Uploading files as Submitter failed (FileClient)

Hey,
I’m writing an app that allows the user to add files to my pod. The user currently logs in to the app and selects the file that he would like to add. It works as it should. At least if the app has the right permissions, and the user is assigned to the poster role. The user cannot change anything, but he can still read. If I now degrade the user and give him the submitter’s role, my upload no longer works. I can’t explain why this should be the case other than that it may be due to the response from the FileClient.

My function:

   const fileClient = new FileClient(session);
   const remoteFolder = folderUrl;

   for(let i = 0; i < files.length; i++) {
     const file = files[i];
     const url = remoteFolder + file.name;

     console.log(`Uploading ${file.name} to ${url}`);

     try {
       const res = await fileClient.postFile(url, file, file.type);
       const msg = `${res.status} Uploaded ${file.name} to ${res.url}`;
       console.log(msg);

       document.getElementById(
           "fileWriteStatus"
       ).textContent = `Message: ${msg}`;
     } catch (err) {
       console.error(err);
       document.getElementById(
           "fileWriteStatus"
       ).textContent = `Error: ${msg}`;
     }
   }

Error as Submitter:

[Error] Failed to load resource: the server responded with a status of 403 (All Required Access Modes Not Granted)

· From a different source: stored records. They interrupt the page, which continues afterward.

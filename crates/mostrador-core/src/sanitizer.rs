//! # Mutation Sanitizer
//!
//! Turns a raw payload into the payload that is actually delivered.
//!
//! ## Pipeline (per field)
//! ```text
//! ┌─────────────────────────────────────────────────────────────────────────┐
//! │  raw field                                                              │
//! │     │                                                                   │
//! │     ├── not a declared column? ─────────────► drop (Undeclared)         │
//! │     ├── null? ──────────────────────────────► drop (Null)               │
//! │     ├── text that reads as an expression? ──► drop (ExpressionLike)     │
//! │     ├── cannot become the column's kind? ───► drop (Uncoercible)        │
//! │     ▼                                                                   │
//! │  coerced field                                                          │
//! │                                                                         │
//! │  then, per operation:                                                   │
//! │     modify/remove without identifier ───────► SkipMissingIdentifier     │
//! │     modify with only the identifier left ───► SkipEmpty                 │
//! │     create with nothing left ───────────────► SkipEmpty                 │
//! │     otherwise ──────────────────────────────► Proceed                   │
//! └─────────────────────────────────────────────────────────────────────────┘
//! ```
//!
//! ## Expression detection
//! Boolean, integer, decimal and timestamp columns use an allow-list: text is
//! kept only if it parses as a literal of that kind. When it does not, the
//! text is reported as expression-like if it carries operators, parentheses
//! or SQL keywords, and as uncoercible otherwise. Timestamp text that reads
//! as neither is passed through as given.
//!
//! Text columns cannot use an allow-list (any string is a valid literal), so
//! they use a narrow deny-list: function-call shapes, statement shapes,
//! `CURRENT_TIMESTAMP`-style keywords, `||`, and arithmetic on a column of
//! the same table.
//!
//! Everything here is pure: the same inputs always give the same output.

use chrono::{DateTime, NaiveDate, NaiveDateTime, Utc};
use serde::{Deserialize, Serialize};

use crate::operation::OperationKind;
use crate::schema::{ColumnKind, SchemaDescriptor, TableSchema};
use crate::value::{Payload, Value};

// =============================================================================
// Results
// =============================================================================

/// What the dispatcher should do with a sanitized operation.
#[derive(Debug, Clone, Copy, PartialEq, Eq, Serialize, Deserialize)]
#[serde(rename_all = "snake_case")]
pub enum Decision {
    /// Deliver the cleaned payload.
    Proceed,
    /// Nothing left to write.
    SkipEmpty,
    /// Modify/remove without a usable row identifier.
    SkipMissingIdentifier,
}

impl Decision {
    pub fn is_skip(&self) -> bool {
        !matches!(self, Decision::Proceed)
    }

    /// Reason recorded on skipped operations.
    pub fn reason(&self) -> &'static str {
        match self {
            Decision::Proceed => "proceed",
            Decision::SkipEmpty => "no data fields left after sanitizing",
            Decision::SkipMissingIdentifier => "missing row identifier",
        }
    }
}

/// Why a field was removed from the payload.
#[derive(Debug, Clone, Copy, PartialEq, Eq, Serialize, Deserialize)]
#[serde(rename_all = "snake_case")]
pub enum DropReason {
    Undeclared,
    Null,
    ExpressionLike,
    Uncoercible,
}

/// Output of [`sanitize`].
#[derive(Debug, Clone, PartialEq)]
pub struct Sanitized {
    pub payload: Payload,
    pub decision: Decision,
    /// Removed fields, in payload key order.
    pub dropped: Vec<(String, DropReason)>,
}

// =============================================================================
// Sanitize
// =============================================================================

/// Cleans `payload` for delivery to `target`.
///
/// ## Arguments
/// * `schema` - declared tables and columns
/// * `target` - table the operation writes to
/// * `kind` - create / modify / remove
/// * `payload` - raw payload as enqueued
///
/// ## Returns
/// The cleaned payload, the decision, and the list of dropped fields. An
/// undeclared target has no declared columns, so every field is dropped.
pub fn sanitize(
    schema: &SchemaDescriptor,
    target: &str,
    kind: OperationKind,
    payload: &Payload,
) -> Sanitized {
    let table = schema.table(target);
    let mut cleaned = Payload::new();
    let mut dropped = Vec::new();

    for (field, value) in payload {
        let Some(table) = table else {
            dropped.push((field.clone(), DropReason::Undeclared));
            continue;
        };
        match clean_field(table, field, value) {
            Ok(v) => {
                cleaned.insert(field.clone(), v);
            }
            Err(reason) => dropped.push((field.clone(), reason)),
        }
    }

    let id_column = table.map(TableSchema::id_column);
    let has_id = id_column.is_some_and(|id| cleaned.contains_key(id));

    let decision = match kind {
        OperationKind::Modify | OperationKind::Remove if !has_id => {
            Decision::SkipMissingIdentifier
        }
        OperationKind::Modify if cleaned.len() == 1 => Decision::SkipEmpty,
        OperationKind::Create if cleaned.is_empty() => Decision::SkipEmpty,
        _ => Decision::Proceed,
    };

    Sanitized {
        payload: cleaned,
        decision,
        dropped,
    }
}

fn clean_field(table: &TableSchema, field: &str, value: &Value) -> Result<Value, DropReason> {
    let column = table.get(field).ok_or(DropReason::Undeclared)?;

    if value.is_null() {
        return Err(DropReason::Null);
    }

    if let Value::Text(text) = value {
        if looks_like_expression(table, column.kind, text) {
            return Err(DropReason::ExpressionLike);
        }
    }

    coerce(column.kind, value).ok_or(DropReason::Uncoercible)
}

// =============================================================================
// Coercion
// =============================================================================

/// Converts `value` to the representation of `kind`.
///
/// Boolean, integer and decimal columns normalize or reject. Timestamp and
/// text columns pass the value through unchanged; the remote store reads
/// the text itself.
pub fn coerce(kind: ColumnKind, value: &Value) -> Option<Value> {
    match kind {
        ColumnKind::Boolean => coerce_bool(value).map(Value::Bool),
        ColumnKind::Integer => coerce_int(value).map(Value::Int),
        ColumnKind::Decimal => coerce_decimal(value).map(Value::Decimal),
        ColumnKind::Timestamp | ColumnKind::Text => Some(value.clone()),
    }
}

fn coerce_bool(value: &Value) -> Option<bool> {
    match value {
        Value::Bool(b) => Some(*b),
        Value::Int(0) => Some(false),
        Value::Int(1) => Some(true),
        Value::Decimal(d) if *d == 0.0 => Some(false),
        Value::Decimal(d) if *d == 1.0 => Some(true),
        Value::Text(s) => match s.trim().to_ascii_lowercase().as_str() {
            "true" | "1" => Some(true),
            "false" | "0" => Some(false),
            _ => None,
        },
        _ => None,
    }
}

fn coerce_int(value: &Value) -> Option<i64> {
    match value {
        Value::Int(i) => Some(*i),
        Value::Bool(b) => Some(i64::from(*b)),
        Value::Decimal(d) => truncate(*d),
        Value::Text(s) => {
            let s = s.trim();
            s.parse::<i64>()
                .ok()
                .or_else(|| parse_finite(s).and_then(truncate))
        }
        _ => None,
    }
}

fn coerce_decimal(value: &Value) -> Option<f64> {
    match value {
        Value::Decimal(d) if d.is_finite() => Some(*d),
        Value::Int(i) => Some(*i as f64),
        Value::Bool(b) => Some(if *b { 1.0 } else { 0.0 }),
        Value::Text(s) => parse_finite(s.trim()),
        _ => None,
    }
}

/// Truncates toward zero, rejecting values outside `i64`.
fn truncate(d: f64) -> Option<i64> {
    let t = d.trunc();
    (d.is_finite() && t >= i64::MIN as f64 && t < i64::MAX as f64).then_some(t as i64)
}

fn parse_finite(s: &str) -> Option<f64> {
    // f64::from_str accepts "inf" and "NaN"; those are not literals here.
    let starts_numeric = s
        .trim_start_matches(['+', '-'])
        .starts_with(|c: char| c.is_ascii_digit() || c == '.');
    if !starts_numeric {
        return None;
    }
    s.parse::<f64>().ok().filter(|d| d.is_finite())
}

/// Parses RFC 3339, `YYYY-MM-DD HH:MM:SS[.f]`, the same with `T`, or a bare
/// date. Naive values are taken as UTC. Only used to tell a timestamp
/// literal apart from an expression; the payload keeps the original text.
pub fn parse_timestamp(s: &str) -> Option<DateTime<Utc>> {
    let s = s.trim();
    if let Ok(ts) = DateTime::parse_from_rfc3339(s) {
        return Some(ts.with_timezone(&Utc));
    }
    for format in ["%Y-%m-%d %H:%M:%S%.f", "%Y-%m-%dT%H:%M:%S%.f"] {
        if let Ok(naive) = NaiveDateTime::parse_from_str(s, format) {
            return Some(naive.and_utc());
        }
    }
    NaiveDate::parse_from_str(s, "%Y-%m-%d")
        .ok()
        .and_then(|d| d.and_hms_opt(0, 0, 0))
        .map(|naive| naive.and_utc())
}

fn parses_as_literal(kind: ColumnKind, text: &str) -> bool {
    let value = Value::Text(text.to_string());
    match kind {
        ColumnKind::Boolean => coerce_bool(&value).is_some(),
        ColumnKind::Integer => coerce_int(&value).is_some(),
        ColumnKind::Decimal => coerce_decimal(&value).is_some(),
        ColumnKind::Timestamp => parse_timestamp(text).is_some(),
        ColumnKind::Text => true,
    }
}

// =============================================================================
// Expression Detection
// =============================================================================

/// Keywords whose presence in a non-literal marks it as an expression.
const EXPRESSION_KEYWORDS: &[&str] = &[
    "COALESCE", "NULLIF", "IFNULL", "CASE", "CAST", "SELECT", "INSERT", "UPDATE", "DELETE",
    "WHERE", "FROM", "CURRENT_TIMESTAMP", "CURRENT_DATE", "CURRENT_TIME",
];

/// Functions recognized in `NAME(` form inside text values.
const SQL_FUNCTIONS: &[&str] = &[
    "COALESCE", "NULLIF", "IFNULL", "CAST", "NOW", "DATETIME", "STRFTIME", "JULIANDAY", "SUM",
    "MAX", "MIN", "COUNT", "AVG", "ABS", "ROUND", "LOWER", "UPPER", "SUBSTR", "REPLACE", "TRIM",
];

/// Statement keyword paired with the clause keyword it needs.
const STATEMENT_SHAPES: &[(&str, &str)] = &[
    ("SELECT", "FROM"),
    ("INSERT", "INTO"),
    ("UPDATE", "SET"),
    ("DELETE", "FROM"),
];

const BARE_KEYWORDS: &[&str] = &["CURRENT_TIMESTAMP", "CURRENT_DATE", "CURRENT_TIME"];

/// Returns true if `text`, destined for a column of `kind` on `table`, reads
/// as a computed expression rather than a literal.
pub fn looks_like_expression(table: &TableSchema, kind: ColumnKind, text: &str) -> bool {
    match kind {
        ColumnKind::Text => looks_like_sql_text(table, text),
        other => !parses_as_literal(other, text) && has_expression_markers(text),
    }
}

fn has_expression_markers(text: &str) -> bool {
    text.contains(['(', ')', '+', '-', '*', '/'])
        || words(text).any(|(w, _)| contains_ignore_case(EXPRESSION_KEYWORDS, w))
}

fn looks_like_sql_text(table: &TableSchema, text: &str) -> bool {
    let trimmed = text.trim();

    if contains_ignore_case(BARE_KEYWORDS, trimmed) || trimmed.contains("||") {
        return true;
    }

    let tokens: Vec<(&str, usize)> = words(trimmed).collect();

    let calls_function = tokens.iter().any(|&(w, end)| {
        contains_ignore_case(SQL_FUNCTIONS, w) && trimmed[end..].trim_start().starts_with('(')
    });
    if calls_function {
        return true;
    }

    let has = |kw: &str| tokens.iter().any(|(w, _)| w.eq_ignore_ascii_case(kw));
    if STATEMENT_SHAPES.iter().any(|(stmt, clause)| has(stmt) && has(clause)) {
        return true;
    }

    column_arithmetic(table, trimmed)
}

/// `column <op> operand`, where operand is a number or another column.
fn column_arithmetic(table: &TableSchema, text: &str) -> bool {
    let Some((first, end)) = words(text).next() else {
        return false;
    };
    if !table.declares(first) || text[..end].trim() != first {
        return false;
    }

    let rest = text[end..].trim_start();
    let Some(rest) = rest.strip_prefix(['+', '-', '*', '/']) else {
        return false;
    };
    let operand = rest.trim();
    !operand.is_empty() && (parse_finite(operand).is_some() || table.declares(operand))
}

/// Identifier-like words with the byte offset just past each one.
fn words(text: &str) -> impl Iterator<Item = (&str, usize)> {
    let is_word = |c: char| c.is_ascii_alphanumeric() || c == '_';
    let mut rest = 0usize;
    std::iter::from_fn(move || {
        let tail = &text[rest..];
        let start = rest + tail.find(is_word)?;
        let len = text[start..]
            .find(|c: char| !is_word(c))
            .unwrap_or(text.len() - start);
        rest = start + len;
        Some((&text[start..rest], rest))
    })
}

fn contains_ignore_case(list: &[&str], word: &str) -> bool {
    list.iter().any(|k| k.eq_ignore_ascii_case(word))
}

// =============================================================================
// Unit Tests
// =============================================================================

[Error] SFCFetchError: SFCFetchError 403 https://myAccount.solidcommunity.net/myTestFolder/ - Make sure that the origin of your app is authorized for your pod

construct
a — construct.js:19
e — wrapNativeSuper.js:26
construct
(anonyme Funktion) — folderUtils.js:106
r — errorUtils.js:38
assertResponseOk — errorUtils.js:93
promiseReactionJob

(anonyme Funktion) (my-demo-app.e31bb0bc.js:143904)
asyncFunctionResume
(anonyme Funktion)
promiseReactionJobWithoutPromise
promiseReactionJob

I have another question. As far as I understand, both the app and the logged-in user must have the appropriate rights to access the pod. The real access rights result from the intersection of the access rights of the app and the user. Is there any way I could allow an app to write files directly to a pod? So that the user does not have to log in to my app beforehand.

To start with your general question : It is possible to make a folder writable by anyone, regardless of whether they are logged in, but that is dangerous, for obvious reasons. In the future, there are plans to give an app a webId and at that point, it may be possible to give rights to un-logged-in users of that app but not un-logged-in users in general. But AFAIK, that can’t be done now.

As far as your specific Solid-FIle-Client issue - can you double check that both the app AND the user have append access to both the resource you want to write to AND to the container the resource is in.

The files to upload selected via the WebUI of my app. For this, I use the <input> tag with the attribute multiple in the HTML. In the change event, I read the FileList object of the input element. (files = evt.target.files;) I have full access to all files used.

The structure in the pod is as follows:

  • root
    • /myTestFolder

Access rights:

My App:
http://localhost:1234: {read: true, append: true, control: true, write: true}

I changed the access rights to the folder via the WebUI. When querying the permissions in the code, I get the following output. As soon as the permissions set as listed here, the mentioned error occurs. If I set the read access for myFriendsAccount to true, the error no longer occurs.

Access to root:

  • myAccount: {read: true, append: true, control: true, write: true}
  • mailto: my@email.com: {read: true, append: true, control: true, write: true}

myTestFolder:

  • myAccount: {read: true, append: true, control: true, write: true}
  • myFriendsAccount: {read: false, append: true, control: false, write: false}
  • mailto: my@email.com: {read: true, append: true, control: true, write: true}

@jeffz hope I got you right and this is the information you asked for. If I should look elsewhere or something is missing, I’ll be happy to submit it.